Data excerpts

# # #

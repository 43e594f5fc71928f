use anyhow::{bail, Context, Result};
use chrono::{Duration, Utc};
use jsonwebtoken::{decode, encode, Algorithm, DecodingKey, EncodingKey, Header, Validation};
use serde::{Deserialize, Serialize};

use crate::config::JwtConfig;

#[derive(Debug, Clone, Serialize, Deserialize)]
pub struct Claims {
    /// Owner id of the caller
    pub sub: String,
    pub iat: i64,
    pub exp: i64,
}

/// HS256 bearer tokens signed with a shared secret
#[derive(Clone)]
pub struct JwtAuthenticator {
    encoding_key: EncodingKey,
    decoding_key: DecodingKey,
    validation: Validation,
    token_ttl: Duration,
}

impl JwtAuthenticator {
    pub fn from_config(config: &JwtConfig) -> Result<Self> {
        if config.secret.trim().is_empty() {
            bail!("JWT secret must not be empty");
        }

        let mut validation = Validation::new(Algorithm::HS256);
        validation.set_required_spec_claims(&["exp", "sub"]);
        validation.leeway = 0;

        Ok(Self {
            encoding_key: EncodingKey::from_secret(config.secret.as_bytes()),
            decoding_key: DecodingKey::from_secret(config.secret.as_bytes()),
            validation,
            token_ttl: Duration::hours(config.token_ttl_hours as i64),
        })
    }

    /// Sign a token for `owner_id` valid for the configured lifetime
    pub fn issue(&self, owner_id: &str) -> Result<String> {
        self.issue_with_ttl(owner_id, self.token_ttl)
    }

    pub fn issue_with_ttl(&self, owner_id: &str, ttl: Duration) -> Result<String> {
        let now = Utc::now();
        let claims = Claims {
            sub: owner_id.to_string(),
            iat: now.timestamp(),
            exp: (now + ttl).timestamp(),
        };

        encode(&Header::new(Algorithm::HS256), &claims, &self.encoding_key)
            .context("failed to sign token")
    }

    /// Verify signature and expiry and return the owner id
    pub fn validate(&self, token: &str) -> Result<String> {
        let data = decode::<Claims>(token, &self.decoding_key, &self.validation)
            .context("token failed signature or expiry validation")?;

        let owner_id = data.claims.sub.trim();
        if owner_id.is_empty() {
            bail!("token has an empty 'sub' claim");
        }

        Ok(owner_id.to_string())
    }
}
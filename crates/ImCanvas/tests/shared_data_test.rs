use im_canvas::TessellationConfig;
use im_canvas::shared_data::{
    ARC_FAST_SAMPLE_COUNT, CIRCLE_AUTO_SEGMENT_MAX, CIRCLE_AUTO_SEGMENT_MIN, SharedData, sagitta,
};

#[test]
fn test_auto_segment_count_small_radius() {
    let shared = SharedData::default();
    assert_eq!(shared.circle_segment_max_error(), 0.30);

    let n = shared.auto_segment_count(10.0);
    assert!(n >= 12, "expected at least 12 segments, got {n}");
    let error = 10.0 * (1.0 - (std::f32::consts::PI / n as f32).cos());
    assert!(error <= 0.30, "sagitta {error} exceeds bound");
}

#[test]
fn test_auto_segment_count_bounds_sagitta_up_to_cutoff() {
    let shared = SharedData::default();
    let cutoff = shared.arc_fast_radius_cutoff();
    let max_error = shared.circle_segment_max_error();

    let mut radius = 0.0_f32;
    while radius <= cutoff {
        let n = shared.auto_segment_count(radius);
        assert!(n >= CIRCLE_AUTO_SEGMENT_MIN);
        assert!(
            sagitta(radius, n) <= max_error + 1e-5,
            "radius {radius}: {n} segments give sagitta {}",
            sagitta(radius, n)
        );
        radius += 0.37;
    }
}

#[test]
fn test_auto_segment_count_large_radius_is_clamped() {
    let shared = SharedData::default();
    assert_eq!(shared.auto_segment_count(1.0e7), CIRCLE_AUTO_SEGMENT_MAX);
}

#[test]
fn test_fast_arc_cutoff() {
    let shared = SharedData::default();
    let expected = 140.34;
    let cutoff = shared.arc_fast_radius_cutoff();
    assert!(
        ((cutoff - expected) / expected).abs() < 0.01,
        "cutoff {cutoff} not within 1% of {expected}"
    );
    // Just under the cutoff the adaptive count fits the sample table.
    assert!(shared.auto_segment_count(cutoff * 0.999) <= ARC_FAST_SAMPLE_COUNT as u16);
}

#[test]
fn test_sample_points_lie_on_unit_circle() {
    let shared = SharedData::default();
    for (i, p) in shared.sample_points().iter().enumerate() {
        let angle = std::f32::consts::TAU * i as f32 / ARC_FAST_SAMPLE_COUNT as f32;
        assert!((p.x - angle.cos()).abs() < 1e-5);
        assert!((p.y - angle.sin()).abs() < 1e-5);
    }
    let quarter = shared.sample_point(12);
    assert!(quarter.x.abs() < 1e-5 && (quarter.y - 1.0).abs() < 1e-5);
}

#[test]
#[cfg_attr(debug_assertions, should_panic)]
fn test_sample_point_out_of_range() {
    let shared = SharedData::default();
    // Release builds wrap the index instead of aborting.
    assert_eq!(*shared.sample_point(48), *shared.sample_point(0));
}

#[test]
fn test_setting_max_error_rebuilds_tables() {
    let mut shared = SharedData::default();
    let before = shared.auto_segment_count(20.0);
    let cutoff_before = shared.arc_fast_radius_cutoff();

    shared.set_circle_segment_max_error(0.05);

    assert!(shared.auto_segment_count(20.0) > before);
    assert!(shared.arc_fast_radius_cutoff() < cutoff_before);
    assert!(sagitta(20.0, shared.auto_segment_count(20.0)) <= 0.05 + 1e-6);
}

#[test]
fn test_cutoff_setter_only_lowers() {
    let mut shared = SharedData::default();
    let derived = shared.arc_fast_radius_cutoff();

    shared.set_arc_fast_radius_cutoff(50.0);
    assert_eq!(shared.arc_fast_radius_cutoff(), 50.0);

    shared.set_arc_fast_radius_cutoff(derived * 4.0);
    assert_eq!(shared.arc_fast_radius_cutoff(), derived);
}

#[test]
fn test_config_from_partial_json() {
    let config: TessellationConfig =
        serde_json::from_str(r#"{ "circle_segment_max_error": 1.5 }"#).unwrap();
    assert_eq!(config.circle_segment_max_error, 1.5);
    assert_eq!(config.curve_tessellation_tolerance, 1.25);

    let shared = SharedData::new(&config);
    assert!(shared.auto_segment_count(10.0) < SharedData::default().auto_segment_count(10.0));
}
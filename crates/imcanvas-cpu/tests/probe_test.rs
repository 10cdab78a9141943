use imcanvas_cpu::{
    ICELAKE_REQUIRED, InstructionSet, detect_supported_instruction, probe_exit_code,
    supports_icelake,
};

#[test]
fn test_all_required_bits_pass() {
    assert_eq!(probe_exit_code(ICELAKE_REQUIRED), 1);
    assert_eq!(probe_exit_code(InstructionSet::all()), 1);
    assert!(supports_icelake(ICELAKE_REQUIRED));
}

#[test]
fn test_missing_avx512bw_fails() {
    let mask = InstructionSet::all() - InstructionSet::AVX512BW;
    assert_eq!(probe_exit_code(mask), 0);
    assert!(!supports_icelake(mask));
}

#[test]
fn test_each_required_bit_is_necessary() {
    for flag in ICELAKE_REQUIRED.iter() {
        assert_eq!(probe_exit_code(ICELAKE_REQUIRED - flag), 0, "{flag:?} not required");
    }
}

#[test]
fn test_bit_order() {
    assert_eq!(InstructionSet::PCLMULQDQ.bits(), 1);
    assert_eq!(InstructionSet::AVX512BW.bits(), 1 << 8);
    assert_eq!(InstructionSet::AVX512VPOPCNTDQ.bits(), 1 << 11);
    assert_eq!(InstructionSet::all().bits(), 0xFFF);
}

#[test]
fn test_detection_agrees_with_decision() {
    let mask = detect_supported_instruction();
    assert_eq!(probe_exit_code(mask) == 1, supports_icelake(mask));
}
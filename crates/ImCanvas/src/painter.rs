//! # Painter
//!
//! Widget-shaped primitives (window frames, buttons, separators) built from
//! draw list calls and styled by a [`Theme`]. Widgets hold no state; the host
//! decides interaction and passes the result in, e.g. as a [`ButtonState`].

use glam::Vec2;

use crate::draw_list::DrawList;
use crate::font::Font;
use crate::input::Mouse;
use crate::math::{Corners, Rect};
use crate::theme::{Theme, ThemeCategory};

/// Interaction state of a button, selecting its palette entry.
#[derive(Clone, Copy, Debug, Default, PartialEq, Eq)]
pub enum ButtonState {
    #[default]
    Normal,
    Hovered,
    Active,
}

impl ButtonState {
    /// Derives the state from where the mouse is and whether it is held.
    pub fn from_mouse(mouse: &Mouse, rect: &Rect) -> Self {
        if !mouse.is_position_valid() || !rect.contains(mouse.position()) {
            ButtonState::Normal
        } else if mouse.is_down() {
            ButtonState::Active
        } else {
            ButtonState::Hovered
        }
    }

    fn category(self) -> ThemeCategory {
        match self {
            ButtonState::Normal => ThemeCategory::Button,
            ButtonState::Hovered => ThemeCategory::ButtonHovered,
            ButtonState::Active => ThemeCategory::ButtonActive,
        }
    }
}

/// Emits widget-shaped primitives styled by a [`Theme`].
///
/// The `Painter` owns no state: every call translates one widget into
/// draw list calls (backgrounds, borders, labels) in back-to-front order.
pub struct Painter;

impl Painter {
    /// Draws a window: background, title bar with its label, border and
    /// bottom-right resize grip. `rect` grows to `theme.window_min_size` if
    /// smaller.
    ///
    /// Returns the content area inside the title bar and padding.
    pub fn window_frame(
        list: &mut DrawList,
        theme: &Theme,
        font: &dyn Font,
        rect: Rect,
        title: &str,
        focused: bool,
    ) -> Rect {
        let min = rect.min;
        let max = min + rect.size().max(theme.window_min_size);
        let rounding = theme.window_rounding;

        list.rect_filled(min, max, theme[ThemeCategory::WindowBackground], rounding, Corners::ALL);

        let title_bar = Rect::from_points(min, Vec2::new(max.x, min.y + theme.title_bar_height));
        let title_color = if focused {
            theme[ThemeCategory::TitleBackgroundActive]
        } else {
            theme[ThemeCategory::TitleBackground]
        };
        list.rect_filled(title_bar.min, title_bar.max, title_color, rounding, Corners::TOP);

        if !title.is_empty() {
            let text_pos = Vec2::new(
                min.x + theme.window_padding.x,
                min.y + (theme.title_bar_height - theme.font_size) * 0.5,
            );
            list.push_clip_rect(title_bar, true);
            list.text(font, theme.font_size, text_pos, theme[ThemeCategory::Text], title);
            list.pop_clip_rect();
        }

        if theme.window_border_size > 0.0 {
            list.rect(
                min,
                max,
                theme[ThemeCategory::Border],
                rounding,
                Corners::ALL,
                theme.window_border_size,
            );
        }

        let grip = theme.resize_grip_size;
        if grip > 0.0 {
            list.triangle_filled(
                Vec2::new(max.x, max.y - grip),
                max,
                Vec2::new(max.x - grip, max.y),
                theme[ThemeCategory::ResizeGrip],
            );
        }

        Rect::from_points(
            min + Vec2::new(theme.window_padding.x, theme.title_bar_height + theme.window_padding.y),
            (max - theme.window_padding).max(min),
        )
    }

    /// Draws a framed button with its label centered and clipped to the frame.
    pub fn button(
        list: &mut DrawList,
        theme: &Theme,
        font: &dyn Font,
        rect: Rect,
        label: &str,
        state: ButtonState,
    ) {
        list.rect_filled(
            rect.min,
            rect.max,
            theme[state.category()],
            theme.frame_rounding,
            Corners::ALL,
        );
        if label.is_empty() {
            return;
        }
        let label_size = font.measure(theme.font_size, label);
        let pos = rect.center() - label_size * 0.5;
        list.push_clip_rect(rect, true);
        list.text(font, theme.font_size, pos, theme[ThemeCategory::Text], label);
        list.pop_clip_rect();
    }

    /// A horizontal rule across `rect` at its vertical center.
    pub fn separator(list: &mut DrawList, theme: &Theme, rect: Rect) {
        let y = rect.center().y;
        list.line(
            Vec2::new(rect.min.x, y),
            Vec2::new(rect.max.x, y),
            theme[ThemeCategory::Separator],
            1.0,
        );
    }
}
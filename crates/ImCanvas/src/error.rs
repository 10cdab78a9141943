//! # Errors
//!
//! Contract violations are programmer errors. They are reported through
//! [`contract_violation`], which logs the failure and aborts in debug builds.
//! Release builds return to the caller, which leaves the draw list untouched.

use std::backtrace::Backtrace;
use std::panic::Location;

use thiserror::Error;

/// Every contract the drawing core can see broken.
#[derive(Debug, Clone, PartialEq, Error)]
pub enum DrawError {
    #[error("pop_clip_rect called with an empty clip stack")]
    PopEmptyClipStack,
    #[error("pop_texture called with an empty texture stack")]
    PopEmptyTextureStack,
    #[error("clip stack not balanced at end of frame ({0} entries left)")]
    UnbalancedClipStack(usize),
    #[error("texture stack not balanced at end of frame ({0} entries left)")]
    UnbalancedTextureStack(usize),
    #[error("arc with a_max ({a_max}) < a_min ({a_min})")]
    InvalidArc { a_min: f32, a_max: f32 },
    #[error("negative radius {0}")]
    NegativeRadius(f32),
    #[error("path continuation issued on an empty path")]
    PathNotStarted,
    #[error("rect with min > max")]
    InvertedRect,
    #[error("sample index {0} out of range")]
    SampleIndexOutOfRange(usize),
    #[error("vertex or index buffer could not grow")]
    ReserveFailed,
    #[error("primitive would overflow the 32-bit index space")]
    VertexOverflow,
    #[error("the active font was dropped while still installed in the context")]
    ActiveFontDropped,
}

/// Errors from loading or saving a [`Theme`](crate::theme::Theme).
#[derive(Debug, Error)]
pub enum ThemeError {
    #[error("theme json is malformed: {0}")]
    Json(#[from] serde_json::Error),
    #[error("theme file i/o failed: {0}")]
    Io(#[from] std::io::Error),
}

/// Reports a broken contract.
///
/// Logs the location, reason and a backtrace, then aborts when debug
/// assertions are enabled. Callers must return without emitting anything
/// after this returns.
#[track_caller]
pub fn contract_violation(err: DrawError) {
    let location = Location::caller();
    let backtrace = Backtrace::capture();
    tracing::error!(
        %location,
        reason = %err,
        "contract violation\n{backtrace}"
    );
    debug_assert!(false, "contract violation at {location}: {err}");
}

# # #

Directions
Leave out every line above except those from the line with "assert_eq!(shared.arc_fast_radius_cutoff(), 50.0);" up to and including the line with "assert_eq!(config.circle_segment_max_error, 1.5);", and copy those exactly.

Output below
    assert_eq!(shared.arc_fast_radius_cutoff(), 50.0);

    shared.set_arc_fast_radius_cutoff(derived * 4.0);
    assert_eq!(shared.arc_fast_radius_cutoff(), derived);
}

#[test]
fn test_config_from_partial_json() {
    let config: TessellationConfig =
        serde_json::from_str(r#"{ "circle_segment_max_error": 1.5 }"#).unwrap();
    assert_eq!(config.circle_segment_max_error, 1.5);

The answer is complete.